2017 was the Year of Me. The year that I vowed to stop feeling exhausted all the time and find the energy to do all the things I wanted and needed to do.  During my quest to feel better, our workplace clinic doctor drew my blood to test my levels.  An optimal level would be about 50, under 30 is considered a deficit.  My level was 13 which is very low.  Increasing my Vitamin D levels, according to my doctor, was an essential component of regaining my energy.

According to Web MD, low Vitamin D levels are associated with cardiovascular disease, cognitive impairment and cancer.  Research also suggests that having an adequate supply of the vitamin could help prevent diabetes, hypertension, gluten intolerance and muscular dystrophy.

Increasing your Vitamin D levels

If your doctor diagnoses you with low Vitamin D, he or she may prescribe a short-term, high-level dosage to get you closer to the optimal level.  My doctor had me take one pill a week for eight weeks of 50,000 IUs.  Once I completed that regimen, she told me to take one pill a day of 5,000 IUs.  Of course, I’m not telling you what YOU should be doing, just what my doctor is having me do.  There is a difference of opinion as to how much is too much so do your own research and talk to your doctor before taking increased amounts of the vitamin.

There are three ways to increase your levels.

  1. Take a daily supplement.  As I said, I take 5,000 IUs a day based on my doctor’s advice.  One thing that I did read is that Vitamin D supplements should be taken in the morning as they are a melatonin suppressant.  Melatonin helps us sleep so if you are taking Vitamin D in the evening you may find that it is affecting your sleep.
  2. Increase your exposure to sunshine.  Of course, you need to balance this with too much exposure to the sun!
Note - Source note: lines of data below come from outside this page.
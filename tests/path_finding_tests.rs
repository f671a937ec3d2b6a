use topo_sssp::OrderedFloat;
use topo_sssp::algorithm::dijkstra::Dijkstra;
use topo_sssp::algorithm::traits::ShortestPathAlgorithm;
use topo_sssp::graph::generators::{generate_chain, generate_grid};
use topo_sssp::graph::{AdjacencyList, Graph, MutableGraph};
use topo_sssp::{Error, SsspEngine};

type Grid = AdjacencyList<(usize, usize), OrderedFloat<f64>>;

// Test helper: 8-connected grid with diagonal moves costing 1.4
fn create_test_grid(width: usize, height: usize) -> Grid {
    let mut graph = AdjacencyList::new();

    for y in 0..height {
        for x in 0..width {
            let directions = [
                // Cardinal directions (N, E, S, W)
                (0, -1, 1.0), (1, 0, 1.0), (0, 1, 1.0), (-1, 0, 1.0),
                // Diagonal directions (NE, SE, SW, NW)
                (1, -1, 1.4), (1, 1, 1.4), (-1, 1, 1.4), (-1, -1, 1.4),
            ];

            for (dx, dy, cost) in directions {
                let nx = x as i32 + dx;
                let ny = y as i32 + dy;

                if nx >= 0 && ny >= 0 && nx < width as i32 && ny < height as i32 {
                    graph.insert_directed_edge((x, y), (nx as usize, ny as usize), OrderedFloat(cost));
                }
            }
        }
    }

    graph
}

fn assert_path_matches_distance<W>(graph: &AdjacencyList<(usize, usize), W>, path: &[(usize, usize)], distance: W)
where
    W: topo_sssp::Weight,
{
    let mut total = W::zero();
    for pair in path.windows(2) {
        total = total + graph.edge_weight(&pair[0], &pair[1]).expect("path should only use existing edges");
    }
    assert_eq!(total, distance);
}

#[test]
fn test_chain_scenario() {
    let graph = generate_chain(6);
    let mut engine = SsspEngine::new();
    engine.run(&graph, &0).unwrap();

    let mut path = Vec::new();
    let distance = engine.find_path(&graph, &5, Some(&mut path)).unwrap();
    assert_eq!(distance, 5);
    assert_eq!(path, vec![0, 1, 2, 3, 4, 5]);
}

#[test]
fn test_undirected_chain_from_edge_stream() {
    let graph: AdjacencyList<i32> = AdjacencyList::from_edges([(0, 1), (1, 2), (2, 3), (3, 4), (4, 5)]);
    let mut engine = SsspEngine::new();

    engine.run(&graph, &5).unwrap();
    let mut path = Vec::new();
    assert_eq!(engine.find_path(&graph, &0, Some(&mut path)), Ok(5));
    assert_eq!(path, vec![5, 4, 3, 2, 1, 0]);
}

#[test]
fn test_removed_edge_leaves_no_path() {
    let mut graph: AdjacencyList<i32> = AdjacencyList::new();
    graph.add_edge(0, 1);
    assert_eq!(graph.remove_edge(&0, &1), Ok(true));

    let mut engine = SsspEngine::new();
    engine.run(&graph, &0).unwrap();

    let mut path = vec![42];
    let result = engine.find_path(&graph, &1, Some(&mut path));
    assert!(matches!(result, Err(Error::Unreachable { .. })));
    assert!(path.is_empty());
}

#[test]
fn test_detour_beats_direct_edge() {
    let mut graph: AdjacencyList<&str> = AdjacencyList::new();
    graph.insert_directed_edge("A", "B", 5);
    graph.insert_directed_edge("A", "C", 1);
    graph.insert_directed_edge("C", "B", 1);

    let mut engine = SsspEngine::new();
    engine.run(&graph, &"A").unwrap();

    let mut path = Vec::new();
    assert_eq!(engine.find_path(&graph, &"B", Some(&mut path)), Ok(2));
    assert_eq!(path, vec!["A", "C", "B"]);
}

#[test]
fn test_source_path_is_single_vertex() {
    let graph = generate_grid(5, 5);
    let mut engine = SsspEngine::new();
    engine.run(&graph, &12).unwrap();

    let mut path = Vec::new();
    assert_eq!(engine.find_path(&graph, &12, Some(&mut path)), Ok(0));
    assert_eq!(path, vec![12]);
}

// Test that paths can be found in a simple grid
#[test]
fn test_path_finding_simple_grid() {
    let graph = create_test_grid(10, 10);
    let source = (0, 0);
    let target = (9, 9);

    let mut engine = SsspEngine::new();
    engine.run(&graph, &source).unwrap();

    let mut path = Vec::new();
    let distance = engine.find_path(&graph, &target, Some(&mut path)).unwrap();

    // Nine diagonal moves
    assert!((distance.into_inner() - 9.0 * 1.4).abs() < 1e-9);
    assert_eq!(path.first(), Some(&source), "Path should start at source");
    assert_eq!(path.last(), Some(&target), "Path should end at target");
    assert_path_matches_distance(&graph, &path, distance);
}

// Test path finding with obstacles
#[test]
fn test_path_finding_with_obstacles() {
    let mut graph = create_test_grid(10, 10);

    // Create a wall in column 5, leaving rows 8 and 9 open
    let wall: Vec<(usize, usize)> = (0..8).map(|y| (5, y)).collect();
    for cell in &wall {
        graph.remove_vertex(cell).unwrap();
    }

    let source = (0, 0);
    let target = (9, 0);

    let mut engine = SsspEngine::new();
    engine.run(&graph, &source).unwrap();

    let mut path = Vec::new();
    let distance = engine.find_path(&graph, &target, Some(&mut path)).unwrap();

    assert_eq!(path.first(), Some(&source));
    assert_eq!(path.last(), Some(&target));
    assert!(path.iter().all(|cell| !wall.contains(cell)), "Path should avoid removed vertices");
    assert!(path.iter().any(|&(x, y)| x == 5 && y >= 8), "Path should pass through the gap");
    assert_path_matches_distance(&graph, &path, distance);
}

#[test]
fn test_one_shot_query_matches_engine() {
    let graph = create_test_grid(6, 4);
    let dijkstra = Dijkstra::new();

    let (distance, path) = dijkstra.shortest_path(&graph, &(0, 3), &(5, 0)).unwrap();
    assert_eq!(path.first(), Some(&(0, 3)));
    assert_eq!(path.last(), Some(&(5, 0)));
    assert_path_matches_distance(&graph, &path, distance);

    let tree = dijkstra.compute_shortest_paths(&graph, &(0, 3)).unwrap();
    assert_eq!(tree.distance(&(5, 0)), Some(distance));
    assert_eq!(
        <Dijkstra as ShortestPathAlgorithm<(usize, usize), OrderedFloat<f64>, Grid>>::get_path(&dijkstra, &tree, &(5, 0)),
        Some(path)
    );
    assert_eq!(
        <Dijkstra as ShortestPathAlgorithm<(usize, usize), OrderedFloat<f64>, Grid>>::name(&dijkstra),
        "Dijkstra"
    );
}

#[test]
fn test_one_shot_query_errors() {
    let mut graph: AdjacencyList<u8> = AdjacencyList::new();
    graph.add_directed_edge(1, 2);
    graph.insert_vertex(3);
    let dijkstra = Dijkstra::new();

    assert!(matches!(dijkstra.shortest_path(&graph, &1, &3), Err(Error::Unreachable { .. })));
    assert!(matches!(dijkstra.shortest_path(&graph, &1, &9), Err(Error::UnknownVertex(_))));
    assert!(matches!(dijkstra.shortest_path(&graph, &9, &1), Err(Error::UnknownVertex(_))));
    assert_eq!(graph.vertex_count(), 3);
}
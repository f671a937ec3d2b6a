pub mod traits;
pub mod adjacency;
pub mod generators;

pub use traits::{Graph, Label, MutableGraph, Weight};
pub use adjacency::{AdjacencyList, Edge};
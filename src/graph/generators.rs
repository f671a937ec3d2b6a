use crate::graph::{AdjacencyList, MutableGraph};
use rand::prelude::*;

/// Generates a directed chain 0 -> 1 -> ... -> n-1 with unit weights
pub fn generate_chain(n: usize) -> AdjacencyList<usize> {
    let mut graph = AdjacencyList::with_capacity(n);
    if n > 0 {
        graph.insert_vertex(0);
    }
    for v in 1..n {
        graph.add_directed_edge(v - 1, v);
    }
    graph
}

/// Generates a width*height grid with undirected unit-weight links (4-connectivity)
/// Vertex `y * width + x` sits at column x, row y
pub fn generate_grid(width: usize, height: usize) -> AdjacencyList<usize> {
    let mut graph = AdjacencyList::with_capacity(width * height);

    for y in 0..height {
        for x in 0..width {
            let current = y * width + x;
            graph.insert_vertex(current);

            if x + 1 < width {
                graph.add_edge(current, current + 1);
            }
            if y + 1 < height {
                graph.add_edge(current, current + width);
            }
        }
    }

    graph
}

/// Generates a random router network with undirected links
/// routers: number of routers, labelled 0..routers
/// edge_factor: average number of links per router
/// max_cost: link costs are drawn uniformly from 1..=max_cost
pub fn generate_router_network<R: Rng>(
    rng: &mut R,
    routers: usize,
    edge_factor: f64,
    max_cost: i32,
) -> AdjacencyList<usize> {
    let mut graph = AdjacencyList::with_capacity(routers);
    for router in 0..routers {
        graph.insert_vertex(router);
    }
    if routers < 2 {
        return graph;
    }

    let links = (edge_factor * routers as f64) as usize;
    for _ in 0..links {
        let a = rng.gen_range(0..routers);
        let b = rng.gen_range(0..routers);
        // Avoid self-loops
        if a != b {
            let cost = rng.gen_range(1..=max_cost.max(1));
            graph.insert_edge(a, b, cost);
        }
    }

    graph
}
Typically, fair-skinned people need 5 – 10 minutes out in the noon-time sun without sunscreen to get adequate exposure.  The darker your skin, the longer you will need.
  3. Eat food high in Vitamin D.  Fatty Fish are an excellent source of Vitamin D with salmon containing some of the highest levels.  Rainbow Trout, Whitefish and Mackerel are also high in Vitamin D.  If you don’t like fish, consider eating or drinking foods fortified with Vitamin D.  Milk, cereal and orange juice usually contain extra amounts of the vitamin.

Once you start increasing your daily intake, it may take a while to feel the results.  Typically, if you have a deficiency it could take a month or more to feel the benefits.  However, according to LiveStrong, it could take up to a year to feel the full effects depending upon the reason for deficiency,  type of symptoms and the aggressiveness of treatment.

So what are you waiting for?  Start increasing your Vitamin D intake and start feeling better!